First, we have announced the first projects funded through the $2-billion disaster mitigation and adaptation fund, and planning is under way in communities across Canada. I am particularly proud of this program, because this is about making sure we invest in disaster adaptation so that we don't have to invest that much in disaster mitigation, We are making sure that communities like Drumheller and Springbank in Alberta, for example, can see a better future, and will be more resilient. We're protecting families, businesses and, obviously, a way of life. For example, we recently announced $150 million to protect more than 170,000 residents in a number of communities in the greater Toronto area who have been negatively impacted by flash floods and storms.
The Samuel De Champlain Bridge is nearly complete and will open permanently to traffic no later than June 2019. I would like to extend my thanks to the more than 1,600 workers who have worked so hard on this landmark project and to acknowledge their contribution to building our country. We issued a certificate to each and every worker who has worked on the bridge to express the thanks of this nation for their work. I can tell you, Madam Chair, thanks to the deputy minister and colleagues at the department, that we were able to deliver that just in time for Christmas. It was just a token to say, on behalf of all parliamentarians, thank you for what they are doing for the country.
We have announced the BMO Centre expansion project in Calgary, Alberta. The project is expected to create more than 1,800 jobs during construction and 500 new full-time positions once it is completed. This will allow the BMO Centre to be a tier one facility to attract worldwide conventions to Calgary. This will be in addition to Vancouver, Montreal and Toronto. I think this will certainly change the nature of tourism in the city. Being able to have a tier one facility is really transformative for a city like Calgary.
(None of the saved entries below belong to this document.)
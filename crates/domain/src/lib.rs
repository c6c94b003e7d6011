//! # AdSync Domain
//!
//! Business domain types and models for AdSync.
//!
//! This crate contains:
//! - Wire types for the upstream Google Ads API (accounts, campaigns, sync
//!   jobs, ...)
//! - Typed request parameter records and their validation
//! - Selection and date range types
//! - Domain error types and Result definitions
//! - Configuration structures and constants
//!
//! ## Architecture
//! - No dependencies on other AdSync crates
//! - Only external dependencies allowed
//! - Pure domain models and data structures

pub mod config;
pub mod constants;
pub mod errors;
pub mod macros;
/// Wire and request types
pub mod types;
pub mod utils;

// Re-export commonly used items
pub use config::*;
pub use errors::*;
pub use types::*;
pub use utils::dates::{format_ymd, parse_ymd, DateRange};
//! Typed request parameter records
//!
//! Read parameters are optional because they are usually derived from a
//! selection the user may not have made yet. `validate` reports the first
//! missing required parameter by its wire name, and `query_pairs` yields the
//! query string in wire order, skipping unset optional values.

use serde::{Deserialize, Serialize};

use crate::errors::{AdSyncError, Result};
use crate::utils::dates::parse_ymd;

/// Wire name / value pairs for a query string.
pub type QueryPairs = Vec<(&'static str, String)>;

fn present(value: Option<&str>) -> Option<&str> {
    value.map(str::trim).filter(|v| !v.is_empty())
}

fn require<'a>(name: &str, value: Option<&'a str>) -> Result<&'a str> {
    present(value).ok_or_else(|| AdSyncError::missing_param(name))
}

fn require_str<'a>(name: &str, value: &'a str) -> Result<&'a str> {
    require(name, Some(value))
}

/// Dates that are present must be `YYYY-MM-DD`, and a complete range must
/// not be reversed.
fn check_dates(start: Option<&str>, end: Option<&str>) -> Result<()> {
    let start = present(start).map(|s| parse_ymd(s).map(|d| (s, d))).transpose()?;
    let end = present(end).map(|s| parse_ymd(s).map(|d| (s, d))).transpose()?;

    if let (Some((raw_start, start)), Some((raw_end, end))) = (start, end) {
        if start > end {
            return Err(AdSyncError::Validation(format!(
                "startDate {raw_start} is after endDate {raw_end}"
            )));
        }
    }
    Ok(())
}

fn push_opt(pairs: &mut QueryPairs, name: &'static str, value: Option<&str>) {
    if let Some(value) = present(value) {
        pairs.push((name, value.to_string()));
    }
}

/// Parameters of the campaigns resource
#[derive(Debug, Clone, Default, PartialEq, Eq)]
pub struct CampaignsQuery {
    pub customer_id: Option<String>,
    pub login_customer_id: Option<String>,
    pub start_date: Option<String>,
    pub end_date: Option<String>,
    pub include_ad_groups: Option<bool>,
}

impl CampaignsQuery {
    pub fn validate(&self) -> Result<()> {
        require("customerId", self.customer_id.as_deref())?;
        require("loginCustomerId", self.login_customer_id.as_deref())?;
        check_dates(self.start_date.as_deref(), self.end_date.as_deref())
    }

    pub fn query_pairs(&self) -> QueryPairs {
        let mut pairs = QueryPairs::new();
        push_opt(&mut pairs, "customerId", self.customer_id.as_deref());
        push_opt(&mut pairs, "loginCustomerId", self.login_customer_id.as_deref());
        push_opt(&mut pairs, "startDate", self.start_date.as_deref());
        push_opt(&mut pairs, "endDate", self.end_date.as_deref());
        if let Some(include) = self.include_ad_groups {
            pairs.push(("includeAdGroups", include.to_string()));
        }
        pairs
    }
}

/// Parameters of the ad-groups resource
#[derive(Debug, Clone, Default, PartialEq, Eq)]
pub struct AdGroupsQuery {
    pub customer_id: Option<String>,
    pub login_customer_id: Option<String>,
    pub campaign_id: Option<String>,
}

impl AdGroupsQuery {
    pub fn validate(&self) -> Result<()> {
        require("customerId", self.customer_id.as_deref())?;
        require("loginCustomerId", self.login_customer_id.as_deref())?;
        Ok(())
    }

    pub fn query_pairs(&self) -> QueryPairs {
        let mut pairs = QueryPairs::new();
        push_opt(&mut pairs, "customerId", self.customer_id.as_deref());
        push_opt(&mut pairs, "loginCustomerId", self.login_customer_id.as_deref());
        push_opt(&mut pairs, "campaignId", self.campaign_id.as_deref());
        pairs
    }
}

/// Parameters of the keywords resource
#[derive(Debug, Clone, Default, PartialEq, Eq)]
pub struct KeywordsQuery {
    pub customer_id: Option<String>,
    pub login_customer_id: Option<String>,
    pub ad_group_id: Option<String>,
    pub campaign_id: Option<String>,
}

impl KeywordsQuery {
    pub fn validate(&self) -> Result<()> {
        require("customerId", self.customer_id.as_deref())?;
        require("loginCustomerId", self.login_customer_id.as_deref())?;
        require("adGroupId", self.ad_group_id.as_deref())?;
        Ok(())
    }

    pub fn query_pairs(&self) -> QueryPairs {
        let mut pairs = QueryPairs::new();
        push_opt(&mut pairs, "customerId", self.customer_id.as_deref());
        push_opt(&mut pairs, "loginCustomerId", self.login_customer_id.as_deref());
        push_opt(&mut pairs, "adGroupId", self.ad_group_id.as_deref());
        push_opt(&mut pairs, "campaignId", self.campaign_id.as_deref());
        pairs
    }
}

/// Parameters of the live search-terms resource
#[derive(Debug, Clone, Default, PartialEq, Eq)]
pub struct SearchTermsQuery {
    pub customer_id: Option<String>,
    pub login_customer_id: Option<String>,
    pub start_date: Option<String>,
    pub end_date: Option<String>,
}

impl SearchTermsQuery {
    pub fn validate(&self) -> Result<()> {
        require("customerId", self.customer_id.as_deref())?;
        require("loginCustomerId", self.login_customer_id.as_deref())?;
        require("startDate", self.start_date.as_deref())?;
        require("endDate", self.end_date.as_deref())?;
        check_dates(self.start_date.as_deref(), self.end_date.as_deref())
    }

    pub fn query_pairs(&self) -> QueryPairs {
        let mut pairs = QueryPairs::new();
        push_opt(&mut pairs, "customerId", self.customer_id.as_deref());
        push_opt(&mut pairs, "loginCustomerId", self.login_customer_id.as_deref());
        push_opt(&mut pairs, "startDate", self.start_date.as_deref());
        push_opt(&mut pairs, "endDate", self.end_date.as_deref());
        pairs
    }
}

/// Parameters of the stored search-terms resource
#[derive(Debug, Clone, Default, PartialEq, Eq)]
pub struct StoredTermsQuery {
    pub customer_id: Option<String>,
    pub start_date: Option<String>,
    pub end_date: Option<String>,
}

impl StoredTermsQuery {
    pub fn validate(&self) -> Result<()> {
        require("customerId", self.customer_id.as_deref())?;
        check_dates(self.start_date.as_deref(), self.end_date.as_deref())
    }

    pub fn query_pairs(&self) -> QueryPairs {
        let mut pairs = QueryPairs::new();
        push_opt(&mut pairs, "customerId", self.customer_id.as_deref());
        push_opt(&mut pairs, "startDate", self.start_date.as_deref());
        push_opt(&mut pairs, "endDate", self.end_date.as_deref());
        pairs
    }
}

/// Parameters of the sync-jobs resource
#[derive(Debug, Clone, Default, PartialEq, Eq)]
pub struct SyncJobsQuery {
    pub customer_id: Option<String>,
}

impl SyncJobsQuery {
    pub fn validate(&self) -> Result<()> {
        require("customerId", self.customer_id.as_deref())?;
        Ok(())
    }

    pub fn query_pairs(&self) -> QueryPairs {
        let mut pairs = QueryPairs::new();
        push_opt(&mut pairs, "customerId", self.customer_id.as_deref());
        pairs
    }
}

/// Body of the sync-search-terms mutation
#[derive(Debug, Clone, PartialEq, Eq, Serialize, Deserialize)]
#[serde(rename_all = "camelCase")]
pub struct SyncSearchTermsRequest {
    pub customer_id: String,
    pub start_date: String,
    pub end_date: String,
}

impl SyncSearchTermsRequest {
    pub fn new(
        customer_id: impl Into<String>,
        start_date: impl Into<String>,
        end_date: impl Into<String>,
    ) -> Self {
        Self {
            customer_id: customer_id.into(),
            start_date: start_date.into(),
            end_date: end_date.into(),
        }
    }

    pub fn validate(&self) -> Result<()> {
        require_str("customerId", &self.customer_id)?;
        require_str("startDate", &self.start_date)?;
        require_str("endDate", &self.end_date)?;
        check_dates(Some(&self.start_date), Some(&self.end_date))
    }
}

/// Body of the sync-account-structure mutation
#[derive(Debug, Clone, PartialEq, Eq, Serialize, Deserialize)]
#[serde(rename_all = "camelCase")]
pub struct SyncAccountStructureRequest {
    pub customer_id: String,
    pub login_customer_id: String,
    #[serde(default, skip_serializing_if = "Option::is_none")]
    pub start_date: Option<String>,
    #[serde(default, skip_serializing_if = "Option::is_none")]
    pub end_date: Option<String>,
}

impl SyncAccountStructureRequest {
    pub fn new(customer_id: impl Into<String>, login_customer_id: impl Into<String>) -> Self {
        Self {
            customer_id: customer_id.into(),
            login_customer_id: login_customer_id.into(),
            start_date: None,
            end_date: None,
        }
    }

    #[must_use]
    pub fn with_dates(mut self, start_date: impl Into<String>, end_date: impl Into<String>) -> Self {
        self.start_date = Some(start_date.into());
        self.end_date = Some(end_date.into());
        self
    }

    pub fn validate(&self) -> Result<()> {
        require_str("customerId", &self.customer_id)?;
        require_str("loginCustomerId", &self.login_customer_id)?;
        check_dates(self.start_date.as_deref(), self.end_date.as_deref())
    }
}
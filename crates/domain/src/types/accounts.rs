//! Account and customer types

use serde::{Deserialize, Serialize};

/// Google Ads account reachable with the connected credentials (live from
/// Google, not yet necessarily stored).
#[derive(Debug, Clone, PartialEq, Eq, Serialize, Deserialize)]
#[serde(rename_all = "camelCase")]
pub struct Account {
    pub customer_id: String,
    #[serde(default)]
    pub customer_name: String,
    #[serde(default)]
    pub descriptive_name: String,
    #[serde(default)]
    pub currency_code: String,
    #[serde(default)]
    pub time_zone: String,
    #[serde(default)]
    pub is_manager_account: bool,
    #[serde(default)]
    pub can_manage_clients: bool,
    /// Manager account to authenticate through, when upstream knows one.
    #[serde(default, skip_serializing_if = "Option::is_none")]
    pub login_customer_id: Option<String>,
}

/// Customer persisted by the upstream system (database source of truth)
#[derive(Debug, Clone, PartialEq, Eq, Serialize, Deserialize)]
#[serde(rename_all = "camelCase")]
pub struct Customer {
    pub id: String,
    pub customer_id: String,
    #[serde(default, skip_serializing_if = "Option::is_none")]
    pub customer_name: Option<String>,
    #[serde(default, skip_serializing_if = "Option::is_none")]
    pub customer_descriptive_name: Option<String>,
    pub login_customer_id: String,
    #[serde(default)]
    pub is_manager_account: bool,
    #[serde(default, skip_serializing_if = "Option::is_none")]
    pub manager_customer_id: Option<String>,
    #[serde(default, skip_serializing_if = "Option::is_none")]
    pub currency_code: Option<String>,
    #[serde(default, skip_serializing_if = "Option::is_none")]
    pub time_zone: Option<String>,
    #[serde(default, skip_serializing_if = "Option::is_none")]
    pub last_synced_at: Option<String>,
}
//! Campaign, ad group and keyword types

use serde::{Deserialize, Serialize};

/// Campaign as returned by the campaigns resource
#[derive(Debug, Clone, PartialEq, Serialize, Deserialize)]
#[serde(rename_all = "camelCase")]
pub struct Campaign {
    pub campaign_id: String,
    pub campaign_name: String,
    pub status: String,
    #[serde(default)]
    pub advertising_channel_type: String,
    #[serde(default)]
    pub budget_amount: f64,
    #[serde(default)]
    pub currency_code: String,
    /// Present only when a date range was requested.
    #[serde(default, skip_serializing_if = "Option::is_none")]
    pub metrics: Option<CampaignMetrics>,
    /// Present only when ad groups were requested.
    #[serde(default, skip_serializing_if = "Option::is_none")]
    pub ad_groups: Option<Vec<AdGroup>>,
}

impl Campaign {
    /// Ad groups included with the campaign; zero when not requested.
    pub fn ad_group_count(&self) -> usize {
        self.ad_groups.as_ref().map_or(0, Vec::len)
    }
}

/// Aggregated campaign metrics for the requested date range
#[derive(Debug, Clone, Default, PartialEq, Serialize, Deserialize)]
#[serde(rename_all = "camelCase")]
pub struct CampaignMetrics {
    pub impressions: u64,
    pub clicks: u64,
    pub cost: f64,
    pub conversions: f64,
    /// Click-through rate as a fraction (0.05 = 5%).
    #[serde(default)]
    pub ctr: f64,
}

/// Ad group of a campaign
#[derive(Debug, Clone, PartialEq, Serialize, Deserialize)]
#[serde(rename_all = "camelCase")]
pub struct AdGroup {
    pub ad_group_id: String,
    pub ad_group_name: String,
    pub campaign_id: String,
    pub campaign_name: String,
    pub status: String,
    #[serde(rename = "type", default)]
    pub ad_group_type: String,
    #[serde(default)]
    pub cpc_bid_micros: i64,
    #[serde(default)]
    pub cpc_bid: f64,
    #[serde(default, skip_serializing_if = "Option::is_none")]
    pub target_cpa_micros: Option<i64>,
    #[serde(default, skip_serializing_if = "Option::is_none")]
    pub target_cpa: Option<f64>,
}

/// Keyword criterion of an ad group
#[derive(Debug, Clone, PartialEq, Serialize, Deserialize)]
#[serde(rename_all = "camelCase")]
pub struct Keyword {
    pub keyword_id: String,
    pub ad_group_id: String,
    pub ad_group_name: String,
    pub campaign_id: String,
    pub campaign_name: String,
    pub keyword_text: String,
    pub match_type: String,
    pub status: String,
    #[serde(default)]
    pub final_urls: Vec<String>,
    #[serde(default)]
    pub cpc_bid_micros: i64,
    #[serde(default)]
    pub cpc_bid: f64,
    #[serde(default, skip_serializing_if = "Option::is_none")]
    pub quality_score: Option<u8>,
}

#[cfg(test)]
mod tests {
    use super::*;

    #[test]
    fn test_campaign_with_nested_ad_groups() {
        let campaign: Campaign = serde_json::from_str(
            r#"{
                "campaignId": "c1",
                "campaignName": "Brand",
                "status": "ENABLED",
                "advertisingChannelType": "SEARCH",
                "budgetAmount": 50.0,
                "currencyCode": "EUR",
                "metrics": {"impressions": 100, "clicks": 7, "cost": 3.5, "conversions": 1.0, "ctr": 0.07},
                "adGroups": [{
                    "adGroupId": "g1",
                    "adGroupName": "Exact",
                    "campaignId": "c1",
                    "campaignName": "Brand",
                    "status": "ENABLED",
                    "type": "SEARCH_STANDARD",
                    "cpcBidMicros": 1200000,
                    "cpcBid": 1.2
                }]
            }"#,
        )
        .unwrap();

        assert_eq!(campaign.ad_group_count(), 1);
        assert_eq!(campaign.metrics.as_ref().unwrap().clicks, 7);
        let group = &campaign.ad_groups.as_ref().unwrap()[0];
        assert_eq!(group.ad_group_type, "SEARCH_STANDARD");
        assert_eq!(group.target_cpa, None);
    }

    #[test]
    fn test_campaign_without_metrics() {
        let campaign: Campaign = serde_json::from_str(
            r#"{"campaignId": "c2", "campaignName": "Generic", "status": "PAUSED"}"#,
        )
        .unwrap();
        assert!(campaign.metrics.is_none());
        assert_eq!(campaign.ad_group_count(), 0);
    }
}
We are also continuing to work with Windsor-Detroit Bridge Authority on the Gordie Howe International Bridge. Significant work is underway on the design, foundation, and other construction which will create up to 2,500 jobs over the course of the project, which is one of the largest, not only in Ontario and Canada, but also in North America. Thanks to the hard work of Canadians, Canada's economy is strong and growing. Our historic investments in infrastructure are playing a key role by creating lasting economic and social benefits for Canadians in communities of all sizes.
Since we took office, 900,000 jobs have been created across Canada. The unemployment rate has been at its lowest since Statistics Canada began tracking unemployment rates more than 40 years ago.
Budget 2019 demonstrates our continued commitment to investing in infrastructure and our communities. It includes, notably, a one-time municipal top-up of $2.2 billion through the federal Gas Tax Fund to address priorities in municipalities and first nation communities.
There's $60 million in 2018-19 to the Federation of Canadian Municipalities to help small communities get the training they need to better manage their infrastructure assets.
There's also $300 million for a new housing supply challenge that will invite municipalities and other stakeholder groups across Canada to propose new ways to break down barriers that limit the creation of new housing.